Fabrication of Capacitive Micromachined Ultrasonic Transducers via Local Oxidation and Direct Wafer Bonding
- Authors
- Park, Kwan Kyu; Lee, Hyunjoo; Kupnik, Mario; Khuri-Yakub, Butrus T.
- Issue Date
- Feb-2011
- Publisher
- IEEE-INST ELECTRICAL ELECTRONICS ENGINEERS INC
- Keywords
- Capacitive micromachined ultrasonic transducer (CMUT); direct wafer bonding; electrical breakdown; local oxidation of silicon (LOCOS); parasitic capacitance; patterning of silicon via oxidation
- Citation
- JOURNAL OF MICROELECTROMECHANICAL SYSTEMS, v.20, no.1, pp.95 - 103
- Indexed
- SCIE
SCOPUS
- Journal Title
- JOURNAL OF MICROELECTROMECHANICAL SYSTEMS
- Volume
- 20
- Number
- 1
- Start Page
- 95
- End Page
- 103
- URI
- https://scholarworks.bwise.kr/hanyang/handle/2021.sw.hanyang/169014
- DOI
- 10.1109/JMEMS.2010.2093567
- ISSN
- 1057-7157
- Abstract
- We present the successful fabrication of capacitive micromachined ultrasonic transducers (CMUTs) with an improved insulation layer structure. The goal is to improve device reliability (electrical breakdown) and device performance (reduced parasitic capacitance). The fabrication is based on consecutive thermal oxidation steps, on local oxidation of silicon (LOCOS), and on direct wafer bonding. No chemical-mechanical polishing step is required during the device fabrication. Aside from the advantages associated with direct wafer bonding for CMUT fabrication (simple fabrication, cell shape flexibility, wide gap height range, good uniformity, well-known material properties of single-crystal materials, and low intrinsic stress), the main vertical dimension (electrode separation) is determined by thermal oxidation only, which provides excellent vertical tolerance control (˂10 nm) and unprecedented uniformity across the wafer.
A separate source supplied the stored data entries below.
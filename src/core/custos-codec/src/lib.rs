//! # Custos Codec
//!
//! Data-protection codecs for storing and verifying sensitive values.
//!
//! - [`ReversibleCodec`]: block cipher encryption with padding, an optional
//!   random salt prefix and optional base64 text encoding.
//! - [`StretchedHasher`]: salted, iteratively stretched one-way digests and
//!   random salt/token strings.
//!
//! Both are configured through a typed [`Configuration`] whose option names
//! are fixed per codec.
//!
//! ## Payload Format
//!
//! Encrypted payloads are `salt (saltLength bytes) || ciphertext`, base64
//! encoded as a whole when `base64Encode` is set. The salt length is not
//! recorded in the payload: decrypt with the same configuration used to
//! encrypt.
//!
//! ## Example
//!
//! ```
//! use custos_codec::{ReversibleCodec, StretchedHasher};
//!
//! let mut codec = ReversibleCodec::with_options([
//!     ("algorithm", "blowfish"),
//!     ("mode", "cbc"),
//!     ("padding", "pkcs7"),
//! ])?;
//! let key = codec.create_key()?;
//! let iv = codec.create_iv()?;
//!
//! let encrypted = codec.encrypt(b"s3cret", Some(key.as_slice()), Some(iv.as_slice()))?;
//! let decrypted = codec.decrypt(&encrypted, Some(key.as_slice()), Some(iv.as_slice()))?;
//! assert_eq!(decrypted.as_slice(), b"s3cret");
//!
//! let hasher = StretchedHasher::with_options([("stretchingCount", 100u64)])?;
//! assert_eq!(hasher.hash("password", Some("salt"))?, hasher.hash("password", Some("salt"))?);
//! # Ok::<(), custos_codec::CodecError>(())
//! ```

#![forbid(unsafe_code)]
#![warn(missing_docs)]

pub mod config;
pub mod error;
pub mod hash;
pub mod reversible;

pub use config::{Configuration, OptionValue, Schema};
pub use error::CodecError;
pub use hash::{HashSchema, StretchedHasher};
pub use reversible::{CipherSession, ReversibleCodec, ReversibleSchema};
Thus, we successfully fabricated CMUTs with gap heights as small as 40 nm with a uniformity of +/- 2 nm over the entire wafer. This paper demonstrates that reliable parallel-plate electrostatic actuators and sensors with gap heights in the tens of nanometer range can be realized via consecutive thermal oxidation steps, LOCOS, and direct wafer bonding without chemical-mechanical polishing steps.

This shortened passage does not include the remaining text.